Navigating Health with Peers
Health is about more than medical care. A person’s well-being develops from the dynamic interplay of their environment, experiences, and the support they receive, where stability in one aspect strengthens well-being while vulnerability in another area can threaten overall health. For people living with HIV and members of the transgender community, these factors are often marked by systemic inequities and discrimination.
To better understand and track our clients’ progress toward stability, Chicago House uses the Snohomish County Self-Sufficiency Matrix. This tool allows us to assess multiple dimensions of a client’s life—from housing to mental health to income—and to chart changes over time. Rather than reducing someone to a diagnosis, it highlights both vulnerabilities and strengths, guiding our staff in tailoring supports that move individuals closer to independence and long-term stability.
For years, Chicago House case managers were the primary guides for clients navigating care. As the complexity of client needs grew, it became clear that no single staff member could shoulder the entire responsibility. This insight led to the development of our Peer Health Navigation model in partnership with Dr. Lisa Razzano (UIC) and Dr. Patrick Corrigan (Illinois Institute of Technology). Thanks to funding from the Sylvia Fund of The Chicago Community Trust, we are now concluding the second year of implementation.
Peer Health Navigation brings trained peers—people with shared lived experience—into the care team. Disclosure, when chosen by the peer navigator, becomes a bridge to trust: it signals to clients that the person supporting them understands the realities of living with HIV or navigating systemic barriers firsthand. This trust has already shown powerful results: clients are attending appointments more regularly, following through with providers, and developing stronger relationships with their case managers.

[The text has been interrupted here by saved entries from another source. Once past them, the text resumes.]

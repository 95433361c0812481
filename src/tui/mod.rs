//! Ratatui-based terminal UI.
//!
//! Shows the test window of a run as two stacked charts (actual vs. predicted
//! load, and residuals) with the run metrics in the header. The data is read
//! once; switching model or seed refits on the prepared table.

use std::io;
use std::time::Duration;

use crossterm::{
    event::{self, Event, KeyCode, KeyEventKind},
    execute,
    terminal::{EnterAlternateScreen, LeaveAlternateScreen, disable_raw_mode, enable_raw_mode},
};
use plotters::style::RGBColor;
use ratatui::{
    Terminal,
    backend::CrosstermBackend,
    layout::{Constraint, Direction, Layout, Rect},
    style::{Color, Style},
    text::{Line, Span, Text},
    widgets::{Block, Borders, Clear, Paragraph},
};
use tracing::warn;

use crate::app::pipeline::{PreparedData, RunOutput, prepare_data, run_forecast_with_data};
use crate::domain::{ForecastConfig, PredictionRow};
use crate::error::AppError;
use crate::report::format_metrics;

mod plotters_chart;

use plotters_chart::{ChartSeries, SeriesStyle, TimeSeriesChart};

/// Smallest visible window, in hours.
const MIN_SPAN_HOURS: f64 = 6.0;

const ACTUAL_COLOR: RGBColor = RGBColor(255, 255, 255);
const PREDICTED_COLOR: RGBColor = RGBColor(0, 255, 255);
const RESIDUAL_COLOR: RGBColor = RGBColor(255, 200, 0);
const ZERO_COLOR: RGBColor = RGBColor(128, 128, 128);

/// Start the TUI.
pub fn run(config: ForecastConfig) -> Result<(), AppError> {
    // Read inputs before taking over the terminal so ingest errors print normally.
    let data = prepare_data(
        &config.load_csv,
        &config.weather_csv,
        &config.zone,
        config.utc_offset,
        &config.lags,
    )?;
    let mut app = App::new(config, data)?;

    let _guard = TerminalGuard::new()?;
    let backend = CrosstermBackend::new(io::stdout());
    let mut terminal =
        Terminal::new(backend).map_err(|e| AppError::runtime(format!("Failed to initialize terminal: {e}")))?;

    app.event_loop(&mut terminal)
}

/// Ensures the terminal is restored (raw mode, alternate screen) on exit.
struct TerminalGuard;

impl TerminalGuard {
    fn new() -> Result<Self, AppError> {
        enable_raw_mode().map_err(|e| AppError::runtime(format!("Failed to enable raw mode: {e}")))?;
        if let Err(e) = execute!(io::stdout(), EnterAlternateScreen) {
            let _ = disable_raw_mode();
            return Err(AppError::runtime(format!("Failed to enter alternate screen: {e}")));
        }
        Ok(Self)
    }
}

impl Drop for TerminalGuard {
    fn drop(&mut self) {
        let _ = disable_raw_mode();
        let _ = execute!(io::stdout(), LeaveAlternateScreen);
    }
}

/// Visible slice of the test window, in hours since its first timestamp.
#[derive(Debug, Clone, Copy, PartialEq)]
struct Viewport {
    start: f64,
    span: f64,
    total: f64,
}

impl Viewport {
    fn full(total: f64) -> Self {
        let total = total.max(MIN_SPAN_HOURS);
        Self {
            start: 0.0,
            span: total,
            total,
        }
    }

    fn bounds(&self) -> [f64; 2] {
        [self.start, self.start + self.span]
    }

    /// Move by a fraction of the visible span; negative pans left.
    fn pan(&mut self, frac: f64) {
        self.start = (self.start + frac * self.span).clamp(0.0, self.total - self.span);
    }

    /// Scale the span around its centre; `factor < 1` zooms in.
    fn zoom(&mut self, factor: f64) {
        let centre = self.start + self.span / 2.0;
        self.span = (self.span * factor).clamp(MIN_SPAN_HOURS.min(self.total), self.total);
        self.start = (centre - self.span / 2.0).clamp(0.0, self.total - self.span);
    }
}

/// Chart-ready series derived from a run's test predictions.
#[derive(Debug, Clone, Default)]
struct ChartData {
    actual: Vec<(f64, f64)>,
    predicted: Vec<(f64, f64)>,
    residual: Vec<(f64, f64)>,
    total_hours: f64,
}

impl ChartData {
    fn from_rows(rows: &[PredictionRow]) -> Self {
        let Some(t0) = rows.first().map(|r| r.timestamp) else {
            return Self::default();
        };
        let hours = |r: &PredictionRow| (r.timestamp - t0).num_seconds() as f64 / 3600.0;

        let mut data = Self::default();
        for r in rows {
            let x = hours(r);
            data.actual.push((x, r.actual));
            data.predicted.push((x, r.predicted));
            data.residual.push((x, r.residual));
            data.total_hours = data.total_hours.max(x);
        }
        data
    }
}

struct App {
    config: ForecastConfig,
    data: PreparedData,
    run: Option<RunOutput>,
    chart: ChartData,
    view: Viewport,
    status: String,
}

impl App {
    fn new(config: ForecastConfig, data: PreparedData) -> Result<Self, AppError> {
        let mut app = Self {
            config,
            data,
            run: None,
            chart: ChartData::default(),
            view: Viewport::full(0.0),
            status: String::new(),
        };
        // The first fit must succeed; later refits only report failures.
        let run = run_forecast_with_data(&app.config, &app.data)?;
        app.install(run);
        app.status = "Ready.".to_string();
        Ok(app)
    }

    fn install(&mut self, run: RunOutput) {
        self.chart = ChartData::from_rows(&run.predictions);
        self.view = Viewport::full(self.chart.total_hours);
        self.run = Some(run);
    }

    fn refit(&mut self) {
        self.status = "Fitting...".to_string();
        match run_forecast_with_data(&self.config, &self.data) {
            Ok(run) => {
                self.install(run);
                self.status = format!(
                    "model: {} | seed: {}",
                    self.config.model.display_name(),
                    self.config.network.seed
                );
            }
            Err(err) => {
                warn!(error = %err, "refit failed");
                self.status = format!("Fit failed: {err}");
            }
        }
    }

    fn event_loop<B: ratatui::backend::Backend>(&mut self, terminal: &mut Terminal<B>) -> Result<(), AppError> {
        let mut needs_redraw = true;
        loop {
            if needs_redraw {
                terminal
                    .draw(|f| self.draw(f))
                    .map_err(|e| AppError::runtime(format!("Terminal draw error: {e}")))?;
                needs_redraw = false;
            }

            if !event::poll(Duration::from_millis(100))
                .map_err(|e| AppError::runtime(format!("Event poll error: {e}")))?
            {
                continue;
            }

            match event::read().map_err(|e| AppError::runtime(format!("Event read error: {e}")))? {
                Event::Key(key) => {
                    if key.kind != KeyEventKind::Press {
                        continue;
                    }
                    if self.handle_key(key.code) {
                        break;
                    }
                    needs_redraw = true;
                }
                Event::Resize(_, _) => {
                    needs_redraw = true;
                }
                _ => {}
            }
        }
        Ok(())
    }

    /// Returns `true` when the user asked to quit.
    fn handle_key(&mut self, code: KeyCode) -> bool {
        match code {
            KeyCode::Char('q') | KeyCode::Esc => return true,
            KeyCode::Left => self.view.pan(-0.25),
            KeyCode::Right => self.view.pan(0.25),
            KeyCode::Char('+') | KeyCode::Char('=') => self.view.zoom(0.5),
            KeyCode::Char('-') => self.view.zoom(2.0),
            KeyCode::Home => self.view = Viewport::full(self.chart.total_hours),
            KeyCode::Char('m') => {
                self.config.model = self.config.model.next();
                self.refit();
            }
            KeyCode::Char('r') => {
                self.config.network.seed = self.config.network.seed.wrapping_add(1);
                self.refit();
            }
            _ => {}
        }
        false
    }

    fn draw(&self, frame: &mut ratatui::Frame<'_>) {
        let chunks = Layout::default()
            .direction(Direction::Vertical)
            .constraints([Constraint::Length(5), Constraint::Min(0), Constraint::Length(3)])
            .split(frame.area());

        self.draw_header(frame, chunks[0]);
        self.draw_body(frame, chunks[1]);
        self.draw_footer(frame, chunks[2]);
    }

    fn draw_header(&self, frame: &mut ratatui::Frame<'_>, area: Rect) {
        let mut lines: Vec<Line> = Vec::new();
        lines.push(Line::from(vec![
            Span::styled("lf", Style::default().fg(Color::Cyan)),
            Span::raw(" — hourly load forecast"),
        ]));
        lines.push(Line::from(Span::styled(
            format!(
                "zone: {} | model: {} | cutoff: {} | joined rows: {}",
                self.config.zone,
                self.config.model.display_name(),
                self.config.cutoff.to_rfc3339(),
                self.data.summary.joined_rows,
            ),
            Style::default().fg(Color::Gray),
        )));

        if let Some(run) = &self.run {
            lines.push(Line::from(Span::styled(
                format!(
                    "test {} | train obs={} test obs={}",
                    format_metrics(&run.metrics),
                    run.train.n_obs(),
                    run.test.n_obs(),
                ),
                Style::default().fg(Color::Gray),
            )));
        }

        let p = Paragraph::new(Text::from(lines)).block(Block::default().borders(Borders::ALL));
        frame.render_widget(p, area);
    }

    fn draw_body(&self, frame: &mut ratatui::Frame<'_>, area: Rect) {
        let chunks = Layout::default()
            .direction(Direction::Vertical)
            .constraints([Constraint::Percentage(60), Constraint::Percentage(40)])
            .split(area);

        let x_bounds = self.view.bounds();
        let zero = [(x_bounds[0], 0.0), (x_bounds[1], 0.0)];

        let load_series = [
            ChartSeries {
                points: &self.chart.actual,
                color: ACTUAL_COLOR,
                style: SeriesStyle::Line,
            },
            ChartSeries {
                points: &self.chart.predicted,
                color: PREDICTED_COLOR,
                style: SeriesStyle::Line,
            },
        ];
        let residual_series = [
            ChartSeries {
                points: &zero,
                color: ZERO_COLOR,
                style: SeriesStyle::Line,
            },
            ChartSeries {
                points: &self.chart.residual,
                color: RESIDUAL_COLOR,
                style: SeriesStyle::Dots,
            },
        ];

        self.draw_chart(
            frame,
            chunks[0],
            "Load: actual (white) vs predicted (cyan)",
            "load",
            &load_series,
        );
        self.draw_chart(frame, chunks[1], "Residual: actual - predicted", "residual", &residual_series);
    }

    fn draw_chart(
        &self,
        frame: &mut ratatui::Frame<'_>,
        area: Rect,
        title: &str,
        y_label: &str,
        series: &[ChartSeries<'_>],
    ) {
        let block = Block::default().title(title.to_string()).borders(Borders::ALL);
        let inner = block.inner(area);
        frame.render_widget(block, area);
        frame.render_widget(Clear, inner);

        if self.run.is_none() || self.chart.actual.is_empty() {
            let msg = Paragraph::new("No predictions.").style(Style::default().fg(Color::Yellow));
            frame.render_widget(msg, inner);
            return;
        }

        let x_bounds = self.view.bounds();
        let y_bounds = visible_y_bounds(series, x_bounds);
        let widget = TimeSeriesChart {
            series,
            x_bounds,
            y_bounds,
            x_label: "hours into test window",
            y_label,
            fmt_x: fmt_axis_x,
            fmt_y: fmt_axis_y,
        };
        frame.render_widget(widget, inner);
    }

    fn draw_footer(&self, frame: &mut ratatui::Frame<'_>, area: Rect) {
        let help = "←/→ pan  +/- zoom  Home reset  m model  r reseed  q quit";
        let line = Line::from(vec![
            Span::styled(help, Style::default().fg(Color::Gray)),
            Span::raw(" | "),
            Span::styled(&self.status, Style::default().fg(Color::Yellow)),
        ]);
        let p = Paragraph::new(line).block(Block::default().borders(Borders::ALL));
        frame.render_widget(p, area);
    }
}

/// Y range over the points inside `x_bounds`, padded by 5%.
fn visible_y_bounds(series: &[ChartSeries<'_>], x_bounds: [f64; 2]) -> [f64; 2] {
    let (mut y_min, mut y_max) = (f64::INFINITY, f64::NEG_INFINITY);
    for s in series {
        for &(x, y) in s.points {
            if x >= x_bounds[0] && x <= x_bounds[1] {
                y_min = y_min.min(y);
                y_max = y_max.max(y);
            }
        }
    }

    if !y_min.is_finite() || !y_max.is_finite() || y_max <= y_min {
        y_min -= 1.0;
        y_max += 1.0;
        if !y_min.is_finite() || !y_max.is_finite() {
            return [0.0, 1.0];
        }
    }

    let pad = ((y_max - y_min).abs() * 0.05).max(1e-12);
    [y_min - pad, y_max + pad]
}

fn fmt_axis_x(v: f64) -> String {
    format!("{v:.0}h")
}

fn fmt_axis_y(v: f64) -> String {
    format!("{v:.0}")
}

The model also empowers our staff. By distributing responsibility across a team, case managers can focus on specialized services while peers handle daily guidance and connection. Through a “train-the-trainer” approach, we have begun scaling Peer Health Navigation across our housing programs, and with funding from the Public Health Institute of Metropolitan Chicago, we are expanding the model specifically within TransLife Care. This approach is now becoming an integral part of our organizational practice.
By centering lived experience in care, Chicago House is demonstrating how social factors shape health. As we expand housing services and prepare for a future where the majority of our clients will be over 50 and living with HIV, Peer Health Navigation offers stability and innovation through connection, which is often overlooked in traditional models. As we have learned to date, it helps individuals climb the self-sufficiency scale while reshaping the way we deliver dignified services.